### Input data
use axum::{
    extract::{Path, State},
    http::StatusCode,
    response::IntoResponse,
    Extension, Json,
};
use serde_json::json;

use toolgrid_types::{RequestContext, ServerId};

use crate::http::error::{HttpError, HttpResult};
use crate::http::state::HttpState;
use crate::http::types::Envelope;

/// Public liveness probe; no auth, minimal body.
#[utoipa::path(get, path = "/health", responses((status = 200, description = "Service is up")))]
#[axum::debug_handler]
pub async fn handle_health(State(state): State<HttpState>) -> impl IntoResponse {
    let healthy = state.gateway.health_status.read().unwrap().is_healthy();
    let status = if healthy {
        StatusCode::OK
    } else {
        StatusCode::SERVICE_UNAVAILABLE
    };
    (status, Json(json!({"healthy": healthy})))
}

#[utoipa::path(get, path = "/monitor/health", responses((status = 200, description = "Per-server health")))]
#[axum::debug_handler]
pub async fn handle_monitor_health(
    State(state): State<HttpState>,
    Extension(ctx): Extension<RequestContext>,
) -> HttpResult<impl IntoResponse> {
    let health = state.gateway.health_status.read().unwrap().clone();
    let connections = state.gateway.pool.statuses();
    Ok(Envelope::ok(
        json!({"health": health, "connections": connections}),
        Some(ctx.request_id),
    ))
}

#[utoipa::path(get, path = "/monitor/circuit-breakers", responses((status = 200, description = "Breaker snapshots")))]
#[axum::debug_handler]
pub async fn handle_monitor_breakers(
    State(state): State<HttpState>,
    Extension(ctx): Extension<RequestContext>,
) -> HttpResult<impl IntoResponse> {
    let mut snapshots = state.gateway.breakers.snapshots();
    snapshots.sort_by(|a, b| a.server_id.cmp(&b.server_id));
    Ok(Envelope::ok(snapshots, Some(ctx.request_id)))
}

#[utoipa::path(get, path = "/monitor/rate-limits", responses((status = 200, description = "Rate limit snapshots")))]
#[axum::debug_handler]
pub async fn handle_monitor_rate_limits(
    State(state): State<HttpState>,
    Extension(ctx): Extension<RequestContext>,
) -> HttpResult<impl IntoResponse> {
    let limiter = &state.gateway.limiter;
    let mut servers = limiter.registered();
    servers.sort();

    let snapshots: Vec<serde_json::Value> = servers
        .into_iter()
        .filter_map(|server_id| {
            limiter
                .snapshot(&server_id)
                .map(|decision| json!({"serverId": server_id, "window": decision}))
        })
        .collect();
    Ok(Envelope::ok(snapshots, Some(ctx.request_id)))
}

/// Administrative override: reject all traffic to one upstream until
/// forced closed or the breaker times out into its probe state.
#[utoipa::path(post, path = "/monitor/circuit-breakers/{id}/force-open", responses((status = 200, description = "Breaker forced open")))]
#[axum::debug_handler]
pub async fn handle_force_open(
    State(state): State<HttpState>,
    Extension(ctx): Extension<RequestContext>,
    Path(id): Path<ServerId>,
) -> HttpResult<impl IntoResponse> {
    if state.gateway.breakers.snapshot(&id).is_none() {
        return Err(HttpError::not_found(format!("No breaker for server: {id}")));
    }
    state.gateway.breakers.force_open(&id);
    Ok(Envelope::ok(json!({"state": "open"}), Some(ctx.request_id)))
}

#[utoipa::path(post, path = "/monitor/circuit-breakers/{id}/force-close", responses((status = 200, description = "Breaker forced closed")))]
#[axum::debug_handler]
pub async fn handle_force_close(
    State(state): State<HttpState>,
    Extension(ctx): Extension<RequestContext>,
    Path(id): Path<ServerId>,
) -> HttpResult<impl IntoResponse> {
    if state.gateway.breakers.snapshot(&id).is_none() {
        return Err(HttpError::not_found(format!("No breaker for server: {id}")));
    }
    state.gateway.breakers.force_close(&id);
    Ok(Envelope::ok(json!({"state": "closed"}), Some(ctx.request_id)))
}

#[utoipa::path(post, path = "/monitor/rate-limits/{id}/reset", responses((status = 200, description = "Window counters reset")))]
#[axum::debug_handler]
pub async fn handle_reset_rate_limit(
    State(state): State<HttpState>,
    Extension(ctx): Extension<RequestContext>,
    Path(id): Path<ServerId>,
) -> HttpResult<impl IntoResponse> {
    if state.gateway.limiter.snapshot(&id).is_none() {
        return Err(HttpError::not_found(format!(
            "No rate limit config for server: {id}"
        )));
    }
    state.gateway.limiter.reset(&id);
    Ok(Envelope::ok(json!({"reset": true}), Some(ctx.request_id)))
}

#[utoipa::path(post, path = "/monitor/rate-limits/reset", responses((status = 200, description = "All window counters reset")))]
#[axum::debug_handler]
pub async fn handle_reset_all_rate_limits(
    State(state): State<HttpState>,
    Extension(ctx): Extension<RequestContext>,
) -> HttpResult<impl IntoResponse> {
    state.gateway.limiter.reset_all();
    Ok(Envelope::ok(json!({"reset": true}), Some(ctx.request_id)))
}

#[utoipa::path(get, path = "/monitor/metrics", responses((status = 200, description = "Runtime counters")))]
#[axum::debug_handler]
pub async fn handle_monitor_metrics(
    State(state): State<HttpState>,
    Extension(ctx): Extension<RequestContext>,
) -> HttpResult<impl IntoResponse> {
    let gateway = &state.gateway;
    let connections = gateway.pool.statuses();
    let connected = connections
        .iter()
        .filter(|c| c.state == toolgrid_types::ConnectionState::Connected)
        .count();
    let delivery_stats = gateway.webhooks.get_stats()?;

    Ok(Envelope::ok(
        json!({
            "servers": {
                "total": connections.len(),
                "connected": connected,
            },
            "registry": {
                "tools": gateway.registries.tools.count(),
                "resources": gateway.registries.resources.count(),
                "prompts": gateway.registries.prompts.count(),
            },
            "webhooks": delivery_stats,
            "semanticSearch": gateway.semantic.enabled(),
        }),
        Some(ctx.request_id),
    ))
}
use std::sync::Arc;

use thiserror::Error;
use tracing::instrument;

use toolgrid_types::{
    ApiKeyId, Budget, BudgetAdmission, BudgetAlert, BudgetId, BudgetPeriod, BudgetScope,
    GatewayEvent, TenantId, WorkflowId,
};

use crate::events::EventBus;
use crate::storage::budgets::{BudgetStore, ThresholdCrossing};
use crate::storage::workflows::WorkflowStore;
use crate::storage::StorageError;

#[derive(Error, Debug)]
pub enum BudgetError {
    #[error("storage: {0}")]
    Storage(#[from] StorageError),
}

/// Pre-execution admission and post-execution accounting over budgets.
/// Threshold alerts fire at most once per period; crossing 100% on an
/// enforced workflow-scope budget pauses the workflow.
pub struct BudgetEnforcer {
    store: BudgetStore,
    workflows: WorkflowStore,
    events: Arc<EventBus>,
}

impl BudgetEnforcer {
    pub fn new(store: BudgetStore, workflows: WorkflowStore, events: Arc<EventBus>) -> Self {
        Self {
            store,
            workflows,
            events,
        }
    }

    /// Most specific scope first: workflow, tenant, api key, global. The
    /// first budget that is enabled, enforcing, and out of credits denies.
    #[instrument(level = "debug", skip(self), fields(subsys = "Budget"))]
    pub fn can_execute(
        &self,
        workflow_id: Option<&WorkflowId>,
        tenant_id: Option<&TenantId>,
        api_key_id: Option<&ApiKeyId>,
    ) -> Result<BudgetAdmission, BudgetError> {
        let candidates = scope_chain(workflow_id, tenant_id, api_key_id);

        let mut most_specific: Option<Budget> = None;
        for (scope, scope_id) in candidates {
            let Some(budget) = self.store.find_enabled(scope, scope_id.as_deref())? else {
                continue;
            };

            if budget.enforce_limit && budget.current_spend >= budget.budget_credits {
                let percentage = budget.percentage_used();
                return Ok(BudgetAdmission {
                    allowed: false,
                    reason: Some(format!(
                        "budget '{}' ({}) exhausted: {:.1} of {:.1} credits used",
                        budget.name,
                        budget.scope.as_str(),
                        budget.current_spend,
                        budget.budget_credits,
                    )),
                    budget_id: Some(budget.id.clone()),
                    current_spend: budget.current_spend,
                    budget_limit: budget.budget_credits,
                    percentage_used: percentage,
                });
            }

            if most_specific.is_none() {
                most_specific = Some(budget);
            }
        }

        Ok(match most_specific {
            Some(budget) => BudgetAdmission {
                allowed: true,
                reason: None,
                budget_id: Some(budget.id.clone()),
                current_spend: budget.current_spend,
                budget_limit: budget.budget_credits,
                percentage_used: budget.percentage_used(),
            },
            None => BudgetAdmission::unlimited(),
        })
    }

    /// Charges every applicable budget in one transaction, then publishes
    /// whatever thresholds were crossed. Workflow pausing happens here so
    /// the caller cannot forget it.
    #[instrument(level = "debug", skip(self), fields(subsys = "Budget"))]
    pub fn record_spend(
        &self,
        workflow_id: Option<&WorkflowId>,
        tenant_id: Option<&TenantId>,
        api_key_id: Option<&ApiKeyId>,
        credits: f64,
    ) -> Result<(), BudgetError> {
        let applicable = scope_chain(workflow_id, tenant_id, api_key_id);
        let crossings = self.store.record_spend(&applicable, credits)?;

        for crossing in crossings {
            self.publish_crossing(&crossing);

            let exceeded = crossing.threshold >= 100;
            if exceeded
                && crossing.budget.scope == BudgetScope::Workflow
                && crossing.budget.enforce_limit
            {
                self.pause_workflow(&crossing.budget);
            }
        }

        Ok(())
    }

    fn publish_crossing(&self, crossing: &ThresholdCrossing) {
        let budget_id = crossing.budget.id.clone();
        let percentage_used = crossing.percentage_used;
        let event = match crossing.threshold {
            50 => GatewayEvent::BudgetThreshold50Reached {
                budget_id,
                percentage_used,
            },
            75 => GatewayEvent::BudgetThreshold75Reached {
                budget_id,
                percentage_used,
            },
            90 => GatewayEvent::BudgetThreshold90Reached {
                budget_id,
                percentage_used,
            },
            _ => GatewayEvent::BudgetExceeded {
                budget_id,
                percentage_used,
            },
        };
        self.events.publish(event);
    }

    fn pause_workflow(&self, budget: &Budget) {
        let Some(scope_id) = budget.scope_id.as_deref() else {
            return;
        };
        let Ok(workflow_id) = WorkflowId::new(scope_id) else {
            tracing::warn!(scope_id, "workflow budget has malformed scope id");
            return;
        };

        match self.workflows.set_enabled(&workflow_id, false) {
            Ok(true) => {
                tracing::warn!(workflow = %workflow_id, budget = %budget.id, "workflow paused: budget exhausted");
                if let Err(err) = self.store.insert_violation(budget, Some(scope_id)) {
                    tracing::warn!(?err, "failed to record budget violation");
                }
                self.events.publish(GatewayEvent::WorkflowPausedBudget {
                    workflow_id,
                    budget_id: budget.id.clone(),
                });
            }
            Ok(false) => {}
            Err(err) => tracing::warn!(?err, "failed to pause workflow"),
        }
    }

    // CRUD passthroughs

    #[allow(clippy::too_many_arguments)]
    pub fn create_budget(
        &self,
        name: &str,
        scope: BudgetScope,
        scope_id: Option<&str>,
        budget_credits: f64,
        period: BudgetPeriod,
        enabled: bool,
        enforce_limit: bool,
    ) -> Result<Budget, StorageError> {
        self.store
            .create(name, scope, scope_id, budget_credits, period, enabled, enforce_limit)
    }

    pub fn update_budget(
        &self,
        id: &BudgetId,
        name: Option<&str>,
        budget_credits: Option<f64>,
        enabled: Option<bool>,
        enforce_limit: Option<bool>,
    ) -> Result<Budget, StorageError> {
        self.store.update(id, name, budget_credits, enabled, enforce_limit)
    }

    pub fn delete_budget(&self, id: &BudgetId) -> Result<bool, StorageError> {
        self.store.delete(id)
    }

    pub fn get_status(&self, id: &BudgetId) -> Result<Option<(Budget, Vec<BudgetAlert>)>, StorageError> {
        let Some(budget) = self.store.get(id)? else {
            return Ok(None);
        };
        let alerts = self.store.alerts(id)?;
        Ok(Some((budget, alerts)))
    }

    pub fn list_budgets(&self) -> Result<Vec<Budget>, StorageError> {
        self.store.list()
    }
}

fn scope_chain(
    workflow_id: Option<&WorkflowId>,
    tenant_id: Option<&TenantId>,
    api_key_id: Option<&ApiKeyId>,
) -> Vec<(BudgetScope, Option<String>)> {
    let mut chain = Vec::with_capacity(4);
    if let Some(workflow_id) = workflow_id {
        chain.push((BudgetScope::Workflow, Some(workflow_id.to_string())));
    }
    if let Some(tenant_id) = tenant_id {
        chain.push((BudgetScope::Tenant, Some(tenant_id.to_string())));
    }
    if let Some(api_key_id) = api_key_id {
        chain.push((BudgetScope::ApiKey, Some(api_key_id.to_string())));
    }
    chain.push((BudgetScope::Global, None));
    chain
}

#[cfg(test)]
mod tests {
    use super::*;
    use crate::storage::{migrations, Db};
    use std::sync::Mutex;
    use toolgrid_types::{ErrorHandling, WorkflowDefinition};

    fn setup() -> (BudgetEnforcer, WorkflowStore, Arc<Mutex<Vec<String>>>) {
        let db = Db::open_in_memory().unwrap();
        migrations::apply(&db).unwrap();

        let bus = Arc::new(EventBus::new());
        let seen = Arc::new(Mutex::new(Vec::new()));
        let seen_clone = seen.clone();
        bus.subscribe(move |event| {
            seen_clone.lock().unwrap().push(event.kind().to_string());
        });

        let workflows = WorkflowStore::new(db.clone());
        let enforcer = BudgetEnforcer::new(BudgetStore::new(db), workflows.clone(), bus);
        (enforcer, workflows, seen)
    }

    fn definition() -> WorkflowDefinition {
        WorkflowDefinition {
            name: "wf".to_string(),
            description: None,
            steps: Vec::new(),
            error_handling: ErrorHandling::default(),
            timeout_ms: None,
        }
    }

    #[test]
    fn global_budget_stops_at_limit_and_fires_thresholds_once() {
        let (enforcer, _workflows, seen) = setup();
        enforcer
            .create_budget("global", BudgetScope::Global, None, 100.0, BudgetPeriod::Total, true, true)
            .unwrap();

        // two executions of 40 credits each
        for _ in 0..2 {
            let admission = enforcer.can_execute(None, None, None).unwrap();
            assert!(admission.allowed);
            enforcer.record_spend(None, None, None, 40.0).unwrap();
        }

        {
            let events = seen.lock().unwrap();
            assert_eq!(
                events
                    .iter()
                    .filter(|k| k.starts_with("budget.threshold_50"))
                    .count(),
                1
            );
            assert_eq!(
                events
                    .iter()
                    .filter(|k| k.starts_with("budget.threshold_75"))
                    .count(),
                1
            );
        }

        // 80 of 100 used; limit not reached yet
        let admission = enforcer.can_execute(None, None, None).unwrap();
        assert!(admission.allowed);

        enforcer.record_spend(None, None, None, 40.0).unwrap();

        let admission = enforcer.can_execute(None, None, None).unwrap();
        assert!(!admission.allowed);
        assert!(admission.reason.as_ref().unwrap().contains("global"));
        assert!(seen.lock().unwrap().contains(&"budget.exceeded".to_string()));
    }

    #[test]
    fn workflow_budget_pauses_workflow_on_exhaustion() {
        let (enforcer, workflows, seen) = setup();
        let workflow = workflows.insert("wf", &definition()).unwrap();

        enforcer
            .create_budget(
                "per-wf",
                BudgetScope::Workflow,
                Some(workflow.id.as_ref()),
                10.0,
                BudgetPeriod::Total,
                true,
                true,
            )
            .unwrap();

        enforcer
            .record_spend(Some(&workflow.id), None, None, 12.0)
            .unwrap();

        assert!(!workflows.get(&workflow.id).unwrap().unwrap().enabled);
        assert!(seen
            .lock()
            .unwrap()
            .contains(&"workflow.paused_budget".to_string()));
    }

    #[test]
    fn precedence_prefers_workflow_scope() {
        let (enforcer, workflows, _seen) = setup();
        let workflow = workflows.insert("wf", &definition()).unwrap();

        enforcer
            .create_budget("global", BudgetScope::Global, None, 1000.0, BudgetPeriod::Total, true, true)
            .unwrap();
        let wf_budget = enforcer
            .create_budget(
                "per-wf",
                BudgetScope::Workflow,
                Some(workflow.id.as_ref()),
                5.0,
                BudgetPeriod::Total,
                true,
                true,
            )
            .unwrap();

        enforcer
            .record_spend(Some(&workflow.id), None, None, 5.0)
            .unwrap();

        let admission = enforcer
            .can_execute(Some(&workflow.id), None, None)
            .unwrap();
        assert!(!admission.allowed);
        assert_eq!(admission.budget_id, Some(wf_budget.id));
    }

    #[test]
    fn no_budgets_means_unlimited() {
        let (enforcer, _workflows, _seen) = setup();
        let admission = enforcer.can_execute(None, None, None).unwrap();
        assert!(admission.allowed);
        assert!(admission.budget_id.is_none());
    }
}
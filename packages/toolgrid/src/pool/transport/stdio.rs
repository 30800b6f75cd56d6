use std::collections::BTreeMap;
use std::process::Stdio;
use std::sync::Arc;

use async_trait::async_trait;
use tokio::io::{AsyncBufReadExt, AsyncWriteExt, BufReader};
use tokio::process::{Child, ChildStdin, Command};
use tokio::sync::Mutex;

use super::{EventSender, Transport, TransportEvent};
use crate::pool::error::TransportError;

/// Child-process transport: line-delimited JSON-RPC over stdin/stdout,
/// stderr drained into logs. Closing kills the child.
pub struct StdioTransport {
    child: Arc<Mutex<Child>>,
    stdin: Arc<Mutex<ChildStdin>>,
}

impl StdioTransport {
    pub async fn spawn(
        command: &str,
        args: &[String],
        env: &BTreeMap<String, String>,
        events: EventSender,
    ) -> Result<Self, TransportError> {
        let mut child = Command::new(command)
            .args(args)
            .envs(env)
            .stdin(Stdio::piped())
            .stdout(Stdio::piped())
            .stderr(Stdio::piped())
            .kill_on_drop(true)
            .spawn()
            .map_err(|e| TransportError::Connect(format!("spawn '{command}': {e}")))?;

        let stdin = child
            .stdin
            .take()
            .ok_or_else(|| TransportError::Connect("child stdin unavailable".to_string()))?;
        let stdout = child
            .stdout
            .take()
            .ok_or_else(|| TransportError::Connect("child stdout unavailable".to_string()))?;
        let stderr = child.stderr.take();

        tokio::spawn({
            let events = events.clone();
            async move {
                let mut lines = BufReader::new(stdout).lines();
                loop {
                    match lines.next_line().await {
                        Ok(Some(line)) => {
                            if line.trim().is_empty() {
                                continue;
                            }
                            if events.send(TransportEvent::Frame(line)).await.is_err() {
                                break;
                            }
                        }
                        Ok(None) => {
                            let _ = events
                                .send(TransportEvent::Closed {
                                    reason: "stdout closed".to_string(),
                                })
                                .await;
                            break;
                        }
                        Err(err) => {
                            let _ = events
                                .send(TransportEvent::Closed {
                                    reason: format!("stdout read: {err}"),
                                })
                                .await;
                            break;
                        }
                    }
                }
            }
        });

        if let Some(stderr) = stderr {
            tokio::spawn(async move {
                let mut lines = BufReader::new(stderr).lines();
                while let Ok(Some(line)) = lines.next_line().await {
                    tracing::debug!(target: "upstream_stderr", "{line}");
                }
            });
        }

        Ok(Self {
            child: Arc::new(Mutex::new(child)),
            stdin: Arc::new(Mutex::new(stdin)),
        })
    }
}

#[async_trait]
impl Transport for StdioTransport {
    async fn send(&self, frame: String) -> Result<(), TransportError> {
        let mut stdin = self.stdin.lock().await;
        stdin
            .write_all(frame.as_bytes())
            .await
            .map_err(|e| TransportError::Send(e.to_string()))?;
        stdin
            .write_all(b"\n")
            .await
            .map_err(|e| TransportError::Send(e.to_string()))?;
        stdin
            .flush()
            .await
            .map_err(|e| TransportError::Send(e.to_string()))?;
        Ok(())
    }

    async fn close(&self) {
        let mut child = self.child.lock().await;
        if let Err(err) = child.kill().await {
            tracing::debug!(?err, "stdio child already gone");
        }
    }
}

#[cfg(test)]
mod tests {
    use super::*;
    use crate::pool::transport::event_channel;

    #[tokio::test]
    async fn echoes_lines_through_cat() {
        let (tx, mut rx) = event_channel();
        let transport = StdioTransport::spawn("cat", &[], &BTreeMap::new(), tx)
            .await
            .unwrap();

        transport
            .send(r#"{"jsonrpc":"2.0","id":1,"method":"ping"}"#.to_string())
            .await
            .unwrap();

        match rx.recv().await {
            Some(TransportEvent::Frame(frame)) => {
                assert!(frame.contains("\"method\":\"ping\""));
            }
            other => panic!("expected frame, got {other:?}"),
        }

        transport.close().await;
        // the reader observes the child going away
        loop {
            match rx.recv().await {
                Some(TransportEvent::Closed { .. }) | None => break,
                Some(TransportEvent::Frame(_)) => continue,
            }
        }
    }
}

### Task requirements
Each line in the data above either holds "BufReader" or does not. State how many do, as a bare number.

### Solution below
3